Task:
Among the entries below, extract exactly the lines that run from the one with "filename src/fuzzer/form_filler.rs" through the one with "Keeps validation on", both ends included.

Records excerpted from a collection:
=-=-=

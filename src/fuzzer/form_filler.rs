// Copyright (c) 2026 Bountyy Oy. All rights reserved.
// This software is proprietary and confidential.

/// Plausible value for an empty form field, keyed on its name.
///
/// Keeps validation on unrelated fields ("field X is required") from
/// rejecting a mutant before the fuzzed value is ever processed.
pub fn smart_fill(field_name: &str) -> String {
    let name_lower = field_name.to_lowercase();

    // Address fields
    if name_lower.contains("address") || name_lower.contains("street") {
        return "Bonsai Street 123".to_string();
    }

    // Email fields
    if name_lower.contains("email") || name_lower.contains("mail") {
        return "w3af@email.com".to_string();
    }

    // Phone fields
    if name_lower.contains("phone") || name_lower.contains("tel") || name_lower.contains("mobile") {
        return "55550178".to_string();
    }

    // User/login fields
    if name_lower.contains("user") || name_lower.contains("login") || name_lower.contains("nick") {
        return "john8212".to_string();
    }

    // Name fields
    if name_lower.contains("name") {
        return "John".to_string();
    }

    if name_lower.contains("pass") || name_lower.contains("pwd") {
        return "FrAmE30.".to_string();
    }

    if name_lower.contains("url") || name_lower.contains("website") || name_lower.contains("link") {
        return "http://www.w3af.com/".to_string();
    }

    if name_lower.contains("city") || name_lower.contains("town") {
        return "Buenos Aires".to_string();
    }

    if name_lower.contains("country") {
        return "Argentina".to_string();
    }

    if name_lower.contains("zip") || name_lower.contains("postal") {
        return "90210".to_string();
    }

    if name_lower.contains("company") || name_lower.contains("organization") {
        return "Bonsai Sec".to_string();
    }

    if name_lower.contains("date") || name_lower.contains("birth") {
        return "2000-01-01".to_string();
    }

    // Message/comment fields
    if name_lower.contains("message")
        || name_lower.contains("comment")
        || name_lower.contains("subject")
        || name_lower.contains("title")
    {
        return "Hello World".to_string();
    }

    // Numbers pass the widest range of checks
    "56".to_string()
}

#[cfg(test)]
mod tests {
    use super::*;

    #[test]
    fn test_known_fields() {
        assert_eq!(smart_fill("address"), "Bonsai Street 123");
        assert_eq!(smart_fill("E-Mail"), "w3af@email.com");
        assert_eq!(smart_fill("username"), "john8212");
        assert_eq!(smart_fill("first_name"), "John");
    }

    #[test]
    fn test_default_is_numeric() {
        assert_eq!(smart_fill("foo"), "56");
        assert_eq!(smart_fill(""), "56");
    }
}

=-=-=

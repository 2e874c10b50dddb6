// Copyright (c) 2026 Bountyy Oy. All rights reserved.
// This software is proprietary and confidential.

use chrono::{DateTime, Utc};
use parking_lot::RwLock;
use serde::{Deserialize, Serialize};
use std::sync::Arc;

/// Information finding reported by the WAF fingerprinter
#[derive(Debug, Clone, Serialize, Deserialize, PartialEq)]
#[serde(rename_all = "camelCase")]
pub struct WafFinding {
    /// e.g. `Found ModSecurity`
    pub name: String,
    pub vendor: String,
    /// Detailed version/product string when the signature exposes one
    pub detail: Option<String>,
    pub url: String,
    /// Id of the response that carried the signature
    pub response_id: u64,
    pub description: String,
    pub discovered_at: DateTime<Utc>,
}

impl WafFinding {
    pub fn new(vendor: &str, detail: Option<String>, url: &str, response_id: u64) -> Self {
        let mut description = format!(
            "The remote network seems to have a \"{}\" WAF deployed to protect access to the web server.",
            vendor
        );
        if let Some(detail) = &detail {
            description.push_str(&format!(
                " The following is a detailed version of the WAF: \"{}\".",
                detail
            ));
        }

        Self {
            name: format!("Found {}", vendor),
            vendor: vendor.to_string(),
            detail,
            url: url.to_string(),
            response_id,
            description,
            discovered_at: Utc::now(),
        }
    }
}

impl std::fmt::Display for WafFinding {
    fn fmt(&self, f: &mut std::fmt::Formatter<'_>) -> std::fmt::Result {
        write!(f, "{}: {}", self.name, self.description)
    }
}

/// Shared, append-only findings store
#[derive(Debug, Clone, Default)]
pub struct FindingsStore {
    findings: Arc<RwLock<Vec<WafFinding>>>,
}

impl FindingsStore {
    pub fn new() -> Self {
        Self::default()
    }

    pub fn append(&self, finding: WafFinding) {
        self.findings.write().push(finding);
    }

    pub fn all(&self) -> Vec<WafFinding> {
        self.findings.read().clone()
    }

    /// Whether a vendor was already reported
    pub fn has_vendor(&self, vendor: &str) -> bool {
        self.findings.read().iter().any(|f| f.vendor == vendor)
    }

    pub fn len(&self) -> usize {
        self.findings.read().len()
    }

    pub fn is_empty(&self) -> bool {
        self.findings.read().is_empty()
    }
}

=-=-=

Output of the task:
filename src/fuzzer/form_filler.rs
// Copyright (c) 2026 Bountyy Oy. All rights reserved.
// This software is proprietary and confidential.

/// Plausible value for an empty form field, keyed on its name.
///
/// Keeps validation on unrelated fields ("field X is required") from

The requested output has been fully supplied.